As Delphine Lourtau discussed at the launch event, it is currently impossible to get an accurate count of women on death row — our best estimate is 800 worldwide. Scholars and advocates continue to turn a blind eye to this population of prisoners, partially because women are sentenced to capital punishment at lower rates than men. The Alice Project aims to build upon the research in its first report by delving into country-specific and thematic data on women facing the death penalty.

The Project also aims to engage in direct advocacy for women on death row in national courts and international tribunals, said Professor Babcock, as well as conduct trainings for lawyers and judges around the world “to sensitize them to the specific kinds of issues that face women prosecuted for capital crimes.”

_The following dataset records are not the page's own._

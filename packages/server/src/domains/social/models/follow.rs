use std::collections::HashMap;

use anyhow::Result;
use chrono::{DateTime, Utc};
use sqlx::{PgPool, Postgres, Transaction};

use crate::common::entity_ids::UserId;
use crate::kernel::ShardRouter;

/// Follow model - a directed edge in the social graph.
///
/// Rows are owned by the follower's shard. Queries keyed on the followee
/// (who follows X?) therefore fan out over every shard and merge; with one
/// shard they are single queries.
#[derive(sqlx::FromRow, Debug, Clone)]
pub struct Follow {
    pub follower_id: UserId,
    pub followee_id: UserId,
    pub created_at: DateTime<Utc>,
}

impl Follow {
    /// Insert the edge inside the caller's transaction. Idempotent: a
    /// duplicate (follower, followee) pair is a no-op and returns `false`.
    pub async fn insert(&self, tx: &mut Transaction<'_, Postgres>) -> Result<bool> {
        let result = sqlx::query(
            r#"
            INSERT INTO follows (follower_id, followee_id, created_at)
            VALUES ($1, $2, $3)
            ON CONFLICT (follower_id, followee_id) DO NOTHING
            "#,
        )
        .bind(self.follower_id)
        .bind(self.followee_id)
        .bind(self.created_at)
        .execute(&mut **tx)
        .await?;

        Ok(result.rows_affected() > 0)
    }

    /// Remove the edge. Returns whether a row was actually deleted.
    pub async fn delete(
        follower: UserId,
        followee: UserId,
        tx: &mut Transaction<'_, Postgres>,
    ) -> Result<bool> {
        let result =
            sqlx::query("DELETE FROM follows WHERE follower_id = $1 AND followee_id = $2")
                .bind(follower)
                .bind(followee)
                .execute(&mut **tx)
                .await?;

        Ok(result.rows_affected() > 0)
    }

    pub async fn exists(follower: UserId, followee: UserId, pool: &PgPool) -> Result<bool> {
        let found = sqlx::query_scalar::<_, bool>(
            "SELECT EXISTS(SELECT 1 FROM follows WHERE follower_id = $1 AND followee_id = $2)",
        )
        .bind(follower)
        .bind(followee)
        .fetch_one(pool)
        .await?;

        Ok(found)
    }

    /// Who `user` follows, newest edge first. Cursor is the `created_at` of
    /// the previous page's last element (strict `<`). Single-shard: the
    /// rows live with the follower.
    pub async fn find_following(
        user: UserId,
        cursor: Option<DateTime<Utc>>,
        limit: i64,
        pool: &PgPool,
    ) -> Result<Vec<Self>> {
        let follows = match cursor {
            Some(cursor) => {
                sqlx::query_as::<_, Self>(
                    r#"
                    SELECT * FROM follows
                    WHERE follower_id = $1 AND created_at < $2
                    ORDER BY created_at DESC
                    LIMIT $3
                    "#,
                )
                .bind(user)
                .bind(cursor)
                .bind(limit)
                .fetch_all(pool)
                .await?
            }
            None => {
                sqlx::query_as::<_, Self>(
                    "SELECT * FROM follows WHERE follower_id = $1 ORDER BY created_at DESC LIMIT $2",
                )
                .bind(user)
                .bind(limit)
                .fetch_all(pool)
                .await?
            }
        };

        Ok(follows)
    }

    /// Who follows `user`, newest edge first. Fans out over every shard and
    /// re-sorts the merged page.
    pub async fn find_followers(
        user: UserId,
        cursor: Option<DateTime<Utc>>,
        limit: i64,
        db: &ShardRouter,
    ) -> Result<Vec<Self>> {
        let mut merged = Vec::new();
        for pool in db.all() {
            let page = match cursor {
                Some(cursor) => {
                    sqlx::query_as::<_, Self>(
                        r#"
                        SELECT * FROM follows
                        WHERE followee_id = $1 AND created_at < $2
                        ORDER BY created_at DESC
                        LIMIT $3
                        "#,
                    )
                    .bind(user)
                    .bind(cursor)
                    .bind(limit)
                    .fetch_all(pool)
                    .await?
                }
                None => {
                    sqlx::query_as::<_, Self>(
                        r#"
                        SELECT * FROM follows
                        WHERE followee_id = $1
                        ORDER BY created_at DESC
                        LIMIT $2
                        "#,
                    )
                    .bind(user)
                    .bind(limit)
                    .fetch_all(pool)
                    .await?
                }
            };
            merged.extend(page);
        }

        merged.sort_by(|a, b| b.created_at.cmp(&a.created_at));
        merged.truncate(limit as usize);
        Ok(merged)
    }

    /// Every follower id of `user`. Unbounded by design: the caller only
    /// uses it below the celebrity threshold.
    pub async fn find_all_follower_ids(user: UserId, db: &ShardRouter) -> Result<Vec<UserId>> {
        let mut ids = Vec::new();
        for pool in db.all() {
            let found =
                sqlx::query_scalar::<_, UserId>("SELECT follower_id FROM follows WHERE followee_id = $1")
                    .bind(user)
                    .fetch_all(pool)
                    .await?;
            ids.extend(found);
        }

        Ok(ids)
    }

    /// Total followers of `user`, summed across shards.
    pub async fn count_followers(user: UserId, db: &ShardRouter) -> Result<i64> {
        let mut total = 0;
        for pool in db.all() {
            total += sqlx::query_scalar::<_, i64>(
                "SELECT COUNT(*) FROM follows WHERE followee_id = $1",
            )
            .bind(user)
            .fetch_one(pool)
            .await?;
        }

        Ok(total)
    }

    /// Users that `user` follows whose follower count strictly exceeds
    /// `threshold`. Their posts are merged at read time instead of being
    /// fanned out.
    pub async fn find_followed_celebrities(
        user: UserId,
        threshold: i64,
        db: &ShardRouter,
    ) -> Result<Vec<UserId>> {
        let followees = sqlx::query_scalar::<_, UserId>(
            "SELECT followee_id FROM follows WHERE follower_id = $1",
        )
        .bind(user)
        .fetch_all(db.pool_for(user))
        .await?;

        if followees.is_empty() {
            return Ok(Vec::new());
        }

        let mut counts: HashMap<UserId, i64> = HashMap::new();
        for pool in db.all() {
            let rows = sqlx::query_as::<_, (UserId, i64)>(
                r#"
                SELECT followee_id, COUNT(*)
                FROM follows
                WHERE followee_id = ANY($1)
                GROUP BY followee_id
                "#,
            )
            .bind(&followees)
            .fetch_all(pool)
            .await?;

            for (followee, count) in rows {
                *counts.entry(followee).or_insert(0) += count;
            }
        }

        Ok(followees
            .into_iter()
            .filter(|f| counts.get(f).copied().unwrap_or(0) > threshold)
            .collect())
    }

    /// Count all follow edges across every shard.
    pub async fn count(db: &ShardRouter) -> Result<i64> {
        let mut total = 0;
        for pool in db.all() {
            total += sqlx::query_scalar::<_, i64>("SELECT COUNT(*) FROM follows")
                .fetch_one(pool)
                .await?;
        }

        Ok(total)
    }
}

Alliance-building with gender rights groups is also a key focus for The Alice Project. Delphine Lourtau highlighted one heart-wrenching story of a female death row inmate in India who gave birth in prison.

On the story of a pregnant woman sentenced to capital punishment:

 “Her son stayed with her until he was six years old. At that point, prison regulations mandated that he leave the prison, and because the prisoner had no family willing to raise him he was placed in foster care. He has had severe problems adapting to life outside prison, and his mother has sunk into a deep depression.”

Panelist John Carlson, who represents Brenda Andrew, the only woman on Oklahoma’s death row, shared the story of his client and the gender bias she faced in sentencing. Painted by prosecutor as promiscuous, the jury was urged to sentence her to die for having “plotted with her lover” to kill her husband. The prosecutorial narrative was overtly gendered — calling on all of Brenda’s former partners to testify, displaying her underwear to the jury, and describing her sexual history in lurid detail.

These stories unveil the specifically gendered challenges women face when they are charged with capital offenses. They also illustrate how the goals of women’s rights advocates can and should align with the goals of those involved in death penalty work — and why The Alice Project is equipped to form those connections.

The launch of The Alice Project at Cornell University is just the beginning for the Center and its partners. Moving forward, The Alice Project will work towards expanding its efforts in each of its four focus areas — research, advocacy, training, and alliance-building — and continuing to tell the stories of the invisible population of women on death row.